Deschutes County sees some progress in cleanup, remediation plan at its Juniper Ridge property, will continue funding
Managed campsite still being sought: 'We have no intention of making this permanent,' Phil Chang says
BEND, Ore. (KTVZ) – Deschutes County is seeing some success and as expected, some continued challenges in its remediation efforts to reduce health and safety concerns at a homeless camping area on county-owned land at Juniper Ridge, just north of Bend, including fewer people living there.
Commissioners got an update last week and supported continued funding for the program in the next fiscal year, as efforts also continue to find a managed campsite where the rest could move without just shifting the problems to other jurisdictions.
The county adopted the $200,000 remediation plan last June after a formal code enforcement complaint was received about unpermitted structures, excessive solid waste and related issues on the 50-acre county-owned parcel, Deputy County Administrator Erik Kropp related in his update.
Steps taken included three basic hygiene stations, with drinking water, trash receptacles and portable toilets, along with security patrols and cleanup of tires and abandoned camps.
Since implementing the plan last July, county contractors have emptied 30-yard dumpsters five times, cleaned up 75,000 pounds of trash, disposed of 70 “bio-buckets” for human waste, disposed of 466 tires and cleared snow to maintain access.

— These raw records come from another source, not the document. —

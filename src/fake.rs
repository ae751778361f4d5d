//! Scripted stand-in for the serial-connected pad, for development and
//! testing without the microcontroller attached.

use embassy_time::{Duration, Timer};
use embedded_io_async::Write;
use log::info;

use crate::{Error, Result};

/// One step of a pad script: wait, then send a line.
pub struct ScriptStep {
    pub delay: Duration,
    pub line: &'static str,
}

pub struct FakePad<W> {
    tx: W,
}

impl<W: Write> FakePad<W> {
    pub fn new(tx: W) -> Self {
        Self { tx }
    }

    /// Plays the script, terminating each line with a newline.
    pub async fn run(&mut self, script: &[ScriptStep]) -> Result<()> {
        for step in script {
            Timer::after(step.delay).await;
            info!("FAKE: {}", step.line);
            self.send_line(step.line).await?;
        }
        Ok(())
    }

    async fn send_line(&mut self, line: &str) -> Result<()> {
        self.tx
            .write_all(line.as_bytes())
            .await
            .map_err(|_| Error::SerialWrite)?;
        self.tx
            .write_all(b"\n")
            .await
            .map_err(|_| Error::SerialWrite)
    }
}
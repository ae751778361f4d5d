//! Reconciles reported button state against currently-held keys.

use embassy_futures::select::{select, Either};
use embassy_time::{Duration, Instant, Timer};
use embedded_io_async::Read;
use log::{debug, error, warn};

use crate::report::{LineReader, Report, Token};
use crate::{Error, Key, KeySink, Result};

/// A held key unconfirmed by any report for longer than this is released.
pub const RELEASE_INTERVAL: Duration = Duration::from_millis(400);

/// Wake margin past a release deadline; expiry is a strict comparison.
const EXPIRY_SLACK: Duration = Duration::from_millis(1);

const READ_CHUNK: usize = 64;

/// Per-key hold state. An occupied slot means a key-down has been emitted
/// with no matching key-up yet, and holds the time the key's presence was
/// last confirmed by a report.
struct HeldKeys {
    last_seen: [Option<Instant>; Key::COUNT],
}

impl HeldKeys {
    const fn new() -> Self {
        Self {
            last_seen: [None; Key::COUNT],
        }
    }

    fn last_seen(&self, key: Key) -> Option<Instant> {
        self.last_seen[key.index()]
    }

    /// Occupies or refreshes the key's slot. Returns true if the key was not
    /// held before.
    fn hold(&mut self, key: Key, now: Instant) -> bool {
        let slot = &mut self.last_seen[key.index()];
        let newly = slot.is_none();
        *slot = Some(now);
        newly
    }

    /// Vacates the key's slot. Returns true if the key was held.
    fn release(&mut self, key: Key) -> bool {
        self.last_seen[key.index()].take().is_some()
    }
}

pub struct Bridge<R, K> {
    rx: R,
    keys: K,
    line_reader: LineReader,
    held: HeldKeys,
}

impl<R: Read, K: KeySink> Bridge<R, K> {
    pub fn new(rx: R, keys: K) -> Self {
        Self {
            rx,
            keys,
            line_reader: LineReader::new(),
            held: HeldKeys::new(),
        }
    }

    pub async fn run(&mut self) -> Result<()> {
        loop {
            self.step().await?;
        }
    }

    /// One iteration: wait for serial bytes or the earliest release deadline,
    /// whichever comes first, then release anything that has gone stale.
    pub async fn step(&mut self) -> Result<()> {
        let mut buf = [0u8; READ_CHUNK];
        let deadline = self.next_deadline(Instant::now());

        let read = select(self.rx.read(&mut buf), Timer::at(deadline + EXPIRY_SLACK)).await;
        let now = Instant::now();

        if let Either::First(read) = read {
            match read {
                Ok(0) => {
                    error!("serial source closed");
                    return Err(Error::SerialClosed);
                }
                Ok(len) => self.handle_read(&buf[..len], now)?,
                Err(e) => {
                    error!("serial read failed: {e:?}");
                    return Err(Error::SerialRead);
                }
            }
        }

        self.release_expired(now)
    }

    fn handle_read(&mut self, data: &[u8], now: Instant) -> Result<()> {
        for &byte in data {
            let line = match self.line_reader.handle_byte(byte) {
                Ok(Some(line)) => line,
                Ok(None) => continue,
                Err(e) => {
                    warn!("discarding malformed line: {e:?}");
                    continue;
                }
            };

            debug!("received {:?}", line.as_str());
            match line.parse::<Report>() {
                Ok(report) => self.apply_report(&report, now)?,
                Err(e) => warn!("ignoring unparseable line: {e:?}"),
            }
        }
        Ok(())
    }

    fn apply_report(&mut self, report: &Report, now: Instant) -> Result<()> {
        let tokens = match report {
            Report::ReleaseAll => return self.release_all(),
            Report::Buttons(tokens) => tokens,
        };

        if tokens.contains(&Token::Space) {
            // Momentary press; space is never tracked as held.
            debug!("momentary space press");
            self.key_down(Key::Space)?;
            self.key_up(Key::Space)?;
        }

        for token in tokens {
            let Token::Char(c) = token else { continue };
            let Some(key) = Key::from_token(*c) else {
                continue;
            };
            if self.held.hold(key, now) {
                self.key_down(key)?;
            }
        }

        Ok(())
    }

    fn release_all(&mut self) -> Result<()> {
        for key in Key::ALL {
            if self.held.release(key) {
                self.key_up(key)?;
            }
        }
        Ok(())
    }

    fn release_expired(&mut self, now: Instant) -> Result<()> {
        for key in Key::ALL {
            let Some(last_seen) = self.held.last_seen(key) else {
                continue;
            };
            if now > last_seen + RELEASE_INTERVAL {
                self.held.release(key);
                self.key_up(key)?;
            }
        }
        Ok(())
    }

    fn next_deadline(&self, now: Instant) -> Instant {
        let mut deadline = now + RELEASE_INTERVAL;
        for key in Key::ALL {
            if let Some(last_seen) = self.held.last_seen(key) {
                deadline = deadline.min(last_seen + RELEASE_INTERVAL);
            }
        }
        deadline
    }

    fn key_down(&mut self, key: Key) -> Result<()> {
        self.keys.key_down(key).map_err(|e| {
            error!("key down {key:?} failed: {e:?}");
            Error::Injection
        })
    }

    fn key_up(&mut self, key: Key) -> Result<()> {
        self.keys.key_up(key).map_err(|e| {
            error!("key up {key:?} failed: {e:?}");
            Error::Injection
        })
    }
}
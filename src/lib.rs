#![cfg_attr(not(feature = "std"), no_std)]

pub mod bridge;
pub mod fake;
pub mod report;
#[cfg(feature = "std")]
pub mod uinput;

pub use bridge::Bridge;
pub use report::Report;

#[derive(Clone, Copy, Debug, Eq, PartialEq)]
pub enum Error {
    ParseError,
    LineTooLong,
    SerialRead,
    SerialWrite,
    SerialClosed,
    Injection,
}

pub type Result<T> = core::result::Result<T, Error>;

/// Logical keys reported by the pad.
#[derive(Clone, Copy, Debug, Eq, PartialEq)]
pub enum Key {
    A,
    W,
    D,
    S,
    F,
    Space,
    Q,
    E,
}

impl Key {
    pub const COUNT: usize = 8;

    pub const ALL: [Key; Key::COUNT] = [
        Key::A,
        Key::W,
        Key::D,
        Key::S,
        Key::F,
        Key::Space,
        Key::Q,
        Key::E,
    ];

    /// Key for a single-character wire token. The pad reports space as the
    /// literal word "space", which is matched by the report parser instead.
    pub const fn from_token(token: char) -> Option<Self> {
        match token {
            'a' => Some(Key::A),
            'w' => Some(Key::W),
            'd' => Some(Key::D),
            's' => Some(Key::S),
            'f' => Some(Key::F),
            'q' => Some(Key::Q),
            'e' => Some(Key::E),
            _ => None,
        }
    }

    /// Linux input event code (input-event-codes.h).
    pub const fn event_code(&self) -> u16 {
        match self {
            Key::A => 30,
            Key::W => 17,
            Key::D => 32,
            Key::S => 31,
            Key::F => 33,
            Key::Space => 57,
            Key::Q => 16,
            Key::E => 18,
        }
    }

    pub(crate) const fn index(&self) -> usize {
        *self as usize
    }
}

/// Synthetic keyboard output.
pub trait KeySink {
    type Error: core::fmt::Debug;

    fn key_down(&mut self, key: Key) -> core::result::Result<(), Self::Error>;
    fn key_up(&mut self, key: Key) -> core::result::Result<(), Self::Error>;
}
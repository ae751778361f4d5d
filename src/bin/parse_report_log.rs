use std::io::stdin;

use padbridge::report::Report;

fn main() {
    for line in stdin().lines() {
        let line = line.unwrap();

        match line.parse::<Report>() {
            Ok(report) => println!("{report:?}"),
            Err(e) => println!("{line} (error {e:?})"),
        }
    }
}
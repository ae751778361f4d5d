//! Key injection through a Linux uinput virtual keyboard.

use evdev::uinput::{VirtualDevice, VirtualDeviceBuilder};
use evdev::{AttributeSet, EventType, InputEvent};

use crate::{Key, KeySink};

pub struct UinputKeys {
    device: VirtualDevice,
}

impl UinputKeys {
    pub fn new() -> std::io::Result<Self> {
        let mut keys = AttributeSet::<evdev::Key>::new();
        for key in Key::ALL {
            keys.insert(evdev::Key::new(key.event_code()));
        }

        let device = VirtualDeviceBuilder::new()?
            .name("padbridge virtual keyboard")
            .with_keys(&keys)?
            .build()?;

        Ok(Self { device })
    }

    fn emit(&mut self, key: Key, value: i32) -> std::io::Result<()> {
        let event = InputEvent::new(EventType::KEY, key.event_code(), value);
        self.device.emit(&[event])
    }
}

impl KeySink for UinputKeys {
    type Error = std::io::Error;

    fn key_down(&mut self, key: Key) -> std::io::Result<()> {
        self.emit(key, 1)
    }

    fn key_up(&mut self, key: Key) -> std::io::Result<()> {
        self.emit(key, 0)
    }
}
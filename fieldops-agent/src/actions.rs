//! Write-endpoint action client
//!
//! POSTs JSON action requests to the remote write endpoint. The endpoint runs
//! in a mode where the HTTP response body is not reliable, so all calls are
//! fire-and-forget: a 2xx means "probably accepted" and nothing is read back.
//! Audit-log appends additionally swallow transport errors entirely; losing a
//! log line must never disturb the caller.

use async_trait::async_trait;
use fieldops_common::config::Config;
use fieldops_common::types::{Account, Assignment};
use fieldops_common::Result;
use serde::Serialize;
use std::time::Duration;
use tracing::{debug, warn};

/// Request timeout for action posts
const ACTION_TIMEOUT: Duration = Duration::from_secs(15);

/// Action request body, tagged by `action` on the wire
#[derive(Debug, Clone, Serialize)]
#[serde(tag = "action")]
pub enum ActionRequest {
    /// Append one composite audit line
    #[serde(rename = "LOG_ACTION")]
    LogAction {
        #[serde(rename = "logData")]
        log_data: String,
        /// ISO-8601 timestamp of the event
        timestamp: String,
    },

    /// Record a solved assignment and its reward
    #[serde(rename = "SOLVE_TASK")]
    SolveTask {
        username: String,
        #[serde(rename = "taskName")]
        task_name: String,
        points: i64,
    },

    /// Replace a full account record, addressed by username on the remote side
    #[serde(rename = "UPDATE_USER")]
    UpdateUser { data: Account },

    /// Replace a full assignment record, addressed by name on the remote side
    #[serde(rename = "UPDATE_TASK")]
    UpdateTask { data: Assignment },
}

/// Sink for composed audit lines
///
/// Separated from the concrete client so the session machine can be tested
/// without a network.
#[async_trait]
pub trait AuditSink: Send + Sync {
    /// Best-effort append; implementations must not fail the caller.
    async fn append_log(&self, line: String);
}

/// HTTP client for the write endpoint
pub struct ActionClient {
    http_client: reqwest::Client,
    api_url: String,
}

impl ActionClient {
    pub fn new(config: &Config) -> Result<Self> {
        let http_client = reqwest::Client::builder()
            .timeout(ACTION_TIMEOUT)
            .build()?;
        Ok(Self {
            http_client,
            api_url: config.api_url.clone(),
        })
    }

    /// Post one action request. The response body is ignored by design.
    pub async fn submit(&self, request: &ActionRequest) -> Result<()> {
        debug!("Posting action to write endpoint");
        self.http_client
            .post(&self.api_url)
            .json(request)
            .send()
            .await?
            .error_for_status()?;
        Ok(())
    }

    /// Record a solved assignment for an account.
    pub async fn solve_task(&self, account: &Account, assignment: &Assignment) -> Result<()> {
        self.submit(&ActionRequest::SolveTask {
            username: account.username.clone(),
            task_name: assignment.name.clone(),
            points: assignment.points,
        })
        .await
    }

    /// Push a full updated account record.
    pub async fn update_account(&self, account: &Account) -> Result<()> {
        self.submit(&ActionRequest::UpdateUser {
            data: account.clone(),
        })
        .await
    }

    /// Push a full updated assignment record.
    pub async fn update_assignment(&self, assignment: &Assignment) -> Result<()> {
        self.submit(&ActionRequest::UpdateTask {
            data: assignment.clone(),
        })
        .await
    }
}

#[async_trait]
impl AuditSink for ActionClient {
    async fn append_log(&self, line: String) {
        let request = ActionRequest::LogAction {
            log_data: line,
            timestamp: chrono::Utc::now().to_rfc3339(),
        };
        if let Err(e) = self.submit(&request).await {
            warn!("Audit log append failed (dropped): {e}");
        }
    }
}
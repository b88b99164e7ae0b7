//! Assignment solution submission
//!
//! Checks a submitted answer against the assignment's stored solution and,
//! when correct, records the completion through the write endpoint and the
//! audit log. Paused accounts run in sandbox mode: correct answers are
//! acknowledged but never recorded and earn no points.

use crate::actions::{ActionClient, AuditSink};
use crate::audit::AuditEntry;
use crate::device::DeviceInfoProvider;
use fieldops_common::types::{Account, AccountStatus, Assignment};
use fieldops_common::Result;
use tracing::info;

/// Outcome of a solution submission
#[derive(Debug, Clone, Copy, PartialEq, Eq)]
pub enum SolveOutcome {
    /// Answer matched; `recorded` is false for sandboxed (paused) accounts
    Correct { recorded: bool },
    /// Answer did not match the stored solution
    Incorrect,
    /// The account may not attempt this assignment (finished, full, or
    /// already solved)
    NotEligible,
}

/// Check `answer` and record a completion when appropriate.
pub async fn submit_answer(
    client: &ActionClient,
    device: &dyn DeviceInfoProvider,
    account: &Account,
    assignment: &Assignment,
    all_accounts: &[Account],
    answer: &str,
) -> Result<SolveOutcome> {
    if !assignment.solvable_by(account, all_accounts) {
        return Ok(SolveOutcome::NotEligible);
    }
    if !assignment.solution_matches(answer) {
        return Ok(SolveOutcome::Incorrect);
    }

    if account.status == AccountStatus::Paused {
        info!(
            "Sandbox solve of {} by paused account {}",
            assignment.name, account.username
        );
        return Ok(SolveOutcome::Correct { recorded: false });
    }

    client.solve_task(account, assignment).await?;
    let entry = AuditEntry::new(
        Some(account),
        "SOLVED_TASK",
        &format!(
            "Task: {}, Points: {}",
            assignment.name, assignment.points
        ),
        None,
        device.snapshot(),
    );
    client.append_log(entry.compose()).await;

    Ok(SolveOutcome::Correct { recorded: true })
}
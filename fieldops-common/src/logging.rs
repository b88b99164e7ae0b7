//! Tracing initialization for embedders and tests

use tracing_subscriber::EnvFilter;

/// Install a global fmt subscriber honoring `RUST_LOG`, defaulting to `info`.
///
/// Safe to call more than once; later calls are no-ops.
pub fn init() {
    let filter = EnvFilter::try_from_default_env().unwrap_or_else(|_| EnvFilter::new("info"));
    let _ = tracing_subscriber::fmt()
        .with_env_filter(filter)
        .try_init();
}
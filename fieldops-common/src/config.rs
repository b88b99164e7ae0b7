//! Configuration loading
//!
//! Resolution priority: environment variables override values from the TOML
//! config file, which overrides compiled defaults. A missing config file is
//! not an error; the defaults stand in until the embedder supplies one.

use crate::{Error, Result};
use serde::{Deserialize, Serialize};
use std::path::{Path, PathBuf};
use tracing::warn;

/// Default seconds between steady-state refresh cycles
pub const DEFAULT_POLL_INTERVAL_SECS: u64 = 60;

/// Subsystem configuration
#[derive(Debug, Clone, Serialize, Deserialize)]
#[serde(default)]
pub struct Config {
    /// Base URL for per-table CSV exports; the table id and export query are
    /// appended per request
    pub sheet_base_url: String,
    /// Write endpoint accepting fire-and-forget action requests
    pub api_url: String,
    /// Logical table identifiers
    pub accounts_table: String,
    pub assignments_table: String,
    pub audit_table: String,
    /// Seconds between refresh cycles
    pub poll_interval_secs: u64,
    /// Override for the trust cache location; platform data dir when absent
    pub trust_store_path: Option<PathBuf>,
}

impl Default for Config {
    fn default() -> Self {
        Self {
            sheet_base_url: "https://docs.google.com/spreadsheets/d".to_string(),
            api_url: String::new(),
            accounts_table: String::new(),
            assignments_table: String::new(),
            audit_table: String::new(),
            poll_interval_secs: DEFAULT_POLL_INTERVAL_SECS,
            trust_store_path: None,
        }
    }
}

impl Config {
    /// Load configuration with env → TOML → defaults priority.
    ///
    /// `FIELDOPS_CONFIG` names an explicit config file; otherwise the
    /// platform config dir is consulted. `FIELDOPS_API_URL` and
    /// `FIELDOPS_SHEET_BASE_URL` override individual values.
    pub fn load() -> Config {
        let mut config = match config_file_path() {
            Some(path) if path.exists() => match Self::load_from(&path) {
                Ok(c) => c,
                Err(e) => {
                    warn!("Config file {} unreadable ({}), using defaults", path.display(), e);
                    Config::default()
                }
            },
            _ => Config::default(),
        };

        if let Ok(url) = std::env::var("FIELDOPS_API_URL") {
            config.api_url = url;
        }
        if let Ok(url) = std::env::var("FIELDOPS_SHEET_BASE_URL") {
            config.sheet_base_url = url;
        }

        config
    }

    /// Parse configuration from a specific TOML file.
    pub fn load_from(path: &Path) -> Result<Config> {
        let content = std::fs::read_to_string(path)?;
        toml::from_str(&content).map_err(|e| Error::Config(format!("Parse TOML failed: {e}")))
    }

    /// Where the trust cache lives: explicit override, else the platform
    /// data dir, else a directory-local fallback.
    pub fn trust_store_path(&self) -> PathBuf {
        if let Some(path) = &self.trust_store_path {
            return path.clone();
        }
        dirs::data_local_dir()
            .map(|d| d.join("fieldops").join("trust.json"))
            .unwrap_or_else(|| PathBuf::from("./fieldops_data/trust.json"))
    }
}

/// Config file path: `FIELDOPS_CONFIG` env var, else the platform config dir.
fn config_file_path() -> Option<PathBuf> {
    if let Ok(path) = std::env::var("FIELDOPS_CONFIG") {
        return Some(PathBuf::from(path));
    }
    dirs::config_dir().map(|d| d.join("fieldops").join("config.toml"))
}
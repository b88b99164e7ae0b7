//! Domain normalizer: decoded rows → typed entities
//!
//! The source table headers have drifted over time (bilingual spellings,
//! hamza/taa-marbuta variants), so every field lookup goes through an alias
//! list consulted in fixed priority order; the first present, non-empty value
//! wins. Both normalizers are total over arbitrary row maps: missing or
//! malformed values fall back to documented defaults, and only an account row
//! without credentials is dropped entirely.

use crate::csv::{Row, ROW_INDEX_KEY};
use fieldops_common::types::{
    Account, AccountStatus, Assignment, AssignmentStatus, ADMIN_RANKS, DEFAULT_MAX_COMPLETIONS,
    DEFAULT_RANK,
};

type Aliases = &'static [&'static str];

// Account columns
const COL_USERNAME: Aliases = &["Username"];
const COL_CODE: Aliases = &["code"];
const COL_POINTS: Aliases = &["points"];
const COL_RANK: Aliases = &["Rank"];
const COL_JOINED_AT: Aliases = &["طابع زمني", "Timestamp"];
const COL_REAL_NAME: Aliases = &["Name"];
const COL_DISPLAY_NAME: Aliases = &["CodeName"];
const COL_ACCOUNT_STATUS: Aliases = &["حالة الحساب"];
const COL_COMPLETED: Aliases = &["المهام المنجزه"];

// Assignment columns
const COL_TASK_STATUS: Aliases = &["هل المهمه تعمل", "Active"];
const COL_TASK_NAME: Aliases = &["اسم المهمه", "اسم المهمة"];
const COL_TASK_DESC: Aliases = &["وصف المهمه", "وصف المهمة"];
const COL_TASK_LINK: Aliases = &["رابط مهمه", "رابط مهمة"];
const COL_TASK_SOLUTION: Aliases = &["حل المهمه", "حل المهمة"];
const COL_MAX_COMPLETIONS: Aliases = &["كم فوز"];

/// First present, non-empty value among the aliases for a field.
fn field<'a>(row: &'a Row, aliases: Aliases) -> Option<&'a str> {
    aliases
        .iter()
        .find_map(|key| row.get(*key).map(String::as_str).filter(|v| !v.is_empty()))
}

/// Integer parse with a default for absent or non-numeric input.
fn parse_or(value: Option<&str>, default: i64) -> i64 {
    value
        .and_then(|v| v.trim().parse::<i64>().ok())
        .unwrap_or(default)
}

fn row_index(row: &Row) -> u32 {
    row.get(ROW_INDEX_KEY)
        .and_then(|v| v.parse::<u32>().ok())
        .unwrap_or(0)
}

/// Normalize one row into an [`Account`].
///
/// Returns `None` when the row lacks a username or access code: such a row is
/// not a valid account, and dropping it is not an error.
pub fn account_from_row(row: &Row) -> Option<Account> {
    let username = field(row, COL_USERNAME)?.to_string();
    let code = field(row, COL_CODE)?.to_string();

    let rank = field(row, COL_RANK).unwrap_or(DEFAULT_RANK).to_string();
    let is_admin = ADMIN_RANKS.iter().any(|r| *r == rank.trim());

    let status = field(row, COL_ACCOUNT_STATUS)
        .map(account_status_from)
        .unwrap_or(AccountStatus::Active);

    let completed_assignments = field(row, COL_COMPLETED)
        .map(split_list)
        .unwrap_or_default();

    Some(Account {
        joined_at: field(row, COL_JOINED_AT).unwrap_or_default().to_string(),
        real_name: field(row, COL_REAL_NAME).unwrap_or_default().to_string(),
        display_name: field(row, COL_DISPLAY_NAME).unwrap_or_default().to_string(),
        username,
        code,
        points: parse_or(field(row, COL_POINTS), 0),
        rank,
        completed_assignments,
        status,
        is_admin,
        row_index: row_index(row),
    })
}

/// Normalize one row into an [`Assignment`]. Total: every row yields a value.
pub fn assignment_from_row(row: &Row) -> Assignment {
    let status = field(row, COL_TASK_STATUS)
        .map(assignment_status_from)
        .unwrap_or(AssignmentStatus::Unknown);

    let max_completions = field(row, COL_MAX_COMPLETIONS)
        .and_then(|v| v.trim().parse::<u32>().ok())
        .unwrap_or(DEFAULT_MAX_COMPLETIONS);

    Assignment {
        posted_at: field(row, COL_JOINED_AT).unwrap_or_default().to_string(),
        name: field(row, COL_TASK_NAME).unwrap_or_default().to_string(),
        description: field(row, COL_TASK_DESC).unwrap_or_default().to_string(),
        resource_link: field(row, COL_TASK_LINK).unwrap_or("#").to_string(),
        secret_solution: field(row, COL_TASK_SOLUTION).unwrap_or_default().to_string(),
        is_visible: status == AssignmentStatus::Active,
        status,
        points: parse_or(field(row, COL_POINTS), 0),
        max_completions,
        row_index: row_index(row),
    }
}

/// Fixed three-way account status vocabulary; anything unrecognized is active.
fn account_status_from(raw: &str) -> AccountStatus {
    match raw.trim() {
        "موقف" => AccountStatus::Paused,
        "مبند" => AccountStatus::Banned,
        _ => AccountStatus::Active,
    }
}

/// Fixed assignment status vocabulary; anything unrecognized is unknown.
fn assignment_status_from(raw: &str) -> AssignmentStatus {
    let token = raw.trim();
    if token == "تعمل" || token.eq_ignore_ascii_case("true") {
        AssignmentStatus::Active
    } else if token == "موقفه" {
        AssignmentStatus::Paused
    } else if token == "منتهيه" {
        AssignmentStatus::Finished
    } else {
        AssignmentStatus::Unknown
    }
}

/// Comma-separated list: trim each element, drop empties.
fn split_list(raw: &str) -> Vec<String> {
    raw.split(',')
        .map(str::trim)
        .filter(|s| !s.is_empty())
        .map(str::to_string)
        .collect()
}

#[cfg(test)]
mod tests {
    use super::*;

    fn row(pairs: &[(&str, &str)]) -> Row {
        let mut r = Row::new();
        for (k, v) in pairs {
            r.insert(k.to_string(), v.to_string());
        }
        r.entry(ROW_INDEX_KEY.to_string()).or_insert("2".to_string());
        r
    }

    #[test]
    fn row_without_credentials_is_dropped() {
        assert!(account_from_row(&row(&[("Username", "agent07")])).is_none());
        assert!(account_from_row(&row(&[("code", "4471")])).is_none());
        assert!(account_from_row(&row(&[("Username", ""), ("code", "4471")])).is_none());
        assert!(account_from_row(&row(&[])).is_none());
    }

    #[test]
    fn field_agent_row_normalizes_end_to_end() {
        let account = account_from_row(&row(&[
            ("Username", "agent07"),
            ("code", "4471"),
            ("points", "150"),
            ("Rank", "عميل ميداني"),
        ]))
        .unwrap();

        assert_eq!(account.username, "agent07");
        assert_eq!(account.code, "4471");
        assert_eq!(account.points, 150);
        assert_eq!(account.rank, "عميل ميداني");
        assert!(!account.is_admin);
        assert_eq!(account.status, AccountStatus::Active);
        assert_eq!(account.row_index, 2);
    }

    #[test]
    fn rank_defaults_and_admin_set_membership() {
        let trainee =
            account_from_row(&row(&[("Username", "a"), ("code", "1")])).unwrap();
        assert_eq!(trainee.rank, DEFAULT_RANK);
        assert!(!trainee.is_admin);

        let chief = account_from_row(&row(&[
            ("Username", "b"),
            ("code", "2"),
            ("Rank", "الزعيم الخفي"),
        ]))
        .unwrap();
        assert!(chief.is_admin);
    }

    #[test]
    fn account_status_vocabulary() {
        let status = |raw: &str| {
            account_from_row(&row(&[
                ("Username", "a"),
                ("code", "1"),
                ("حالة الحساب", raw),
            ]))
            .unwrap()
            .status
        };
        assert_eq!(status("شغال"), AccountStatus::Active);
        assert_eq!(status("موقف"), AccountStatus::Paused);
        assert_eq!(status("مبند"), AccountStatus::Banned);
        assert_eq!(status("garbage"), AccountStatus::Active);
    }

    #[test]
    fn completed_list_splits_trims_and_drops_empties() {
        let account = account_from_row(&row(&[
            ("Username", "a"),
            ("code", "1"),
            ("المهام المنجزه", " drop , , intercept ,"),
        ]))
        .unwrap();
        assert_eq!(account.completed_assignments, vec!["drop", "intercept"]);
    }

    #[test]
    fn non_numeric_points_become_zero() {
        let account = account_from_row(&row(&[
            ("Username", "a"),
            ("code", "1"),
            ("points", "lots"),
        ]))
        .unwrap();
        assert_eq!(account.points, 0);
    }

    #[test]
    fn assignment_status_vocabulary_and_visibility() {
        let task = |raw: &str| assignment_from_row(&row(&[("هل المهمه تعمل", raw)]));
        assert_eq!(task("تعمل").status, AssignmentStatus::Active);
        assert!(task("تعمل").is_visible);
        assert_eq!(task("TRUE").status, AssignmentStatus::Active);
        assert_eq!(task("موقفه").status, AssignmentStatus::Paused);
        assert_eq!(task("منتهيه").status, AssignmentStatus::Finished);
        assert_eq!(task("?").status, AssignmentStatus::Unknown);
        assert!(!task("منتهيه").is_visible);

        let missing = assignment_from_row(&row(&[]));
        assert_eq!(missing.status, AssignmentStatus::Unknown);
        assert!(!missing.is_visible);
    }

    #[test]
    fn header_alias_priority_order() {
        // Both spellings present: the first alias wins
        let task = assignment_from_row(&row(&[
            ("اسم المهمه", "primary"),
            ("اسم المهمة", "legacy"),
        ]));
        assert_eq!(task.name, "primary");

        // Only the legacy spelling present
        let task = assignment_from_row(&row(&[("اسم المهمة", "legacy")]));
        assert_eq!(task.name, "legacy");
    }

    #[test]
    fn empty_completion_cap_defaults_to_unlimited_sentinel() {
        let task = assignment_from_row(&row(&[("كم فوز", "")]));
        assert_eq!(task.max_completions, DEFAULT_MAX_COMPLETIONS);

        let task = assignment_from_row(&row(&[("كم فوز", "abc")]));
        assert_eq!(task.max_completions, DEFAULT_MAX_COMPLETIONS);

        let task = assignment_from_row(&row(&[("كم فوز", "3")]));
        assert_eq!(task.max_completions, 3);
    }

    #[test]
    fn normalization_is_idempotent_per_row() {
        let r = row(&[
            ("Username", "agent07"),
            ("code", "4471"),
            ("points", "150"),
            ("Rank", "عميل ميداني"),
            ("المهام المنجزه", "drop,intercept"),
        ]);
        assert_eq!(account_from_row(&r), account_from_row(&r));

        let t = row(&[("اسم المهمه", "drop"), ("هل المهمه تعمل", "تعمل")]);
        assert_eq!(assignment_from_row(&t), assignment_from_row(&t));
    }
}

Nearly 40 abandoned camps have been cleaned up, leaving about 20 people in 14 occupied camps. But Kropp noted that the county is just one land owner in the patchwork on Bend’s northern outskirts, with the city and BLM also having parcels where there are a “much greater” number of camps and an estimated “several hundred people,” many using the county’s hygiene stations.
Several people have moved out of homelessness, though the county official said it cannot prove a direct cause and effect, amid the city’s Hunnell Road camps closure and other efforts.
Staff recommended using county or federal funds to continue the basic services into 2024-25, until an alternative location makes it legally possible to require people living there to leave.
Commissioner Phil Chang said the steps taken move the area “partway to a managed camp, but not all the way there,” stressing, “We have no intention of making this permanent.”
Then there are things that a spreadsheet won’t show.
Janice Garceau, the county’s director of services, said there have been relationships formed: “People feel seen and valued in a way they have not been in a very long time.”
Commissioner Patti Adair said the area “is definitely cleaner, and definitely somewhat safer.”
Colleague Tony DeBone said he met recently with Gov. Tina Kotek and a couple of Eastern Oregon county commissioners and mentioned an ongoing land exchange planned near the fairgrounds in Redmond that could lead to a managed camp.
“Let’s do some good things there,” he said.
In the meantime, all three said they support continued funding, and the specifics will come back later, along with an update.
Chang said the reduction in homeless people living at the site disproves to some degree the claims by opponents that adding more needed services mean more will be drawn to such locations. “There should be a flood,” to that way of thinking, but there hasn’t been.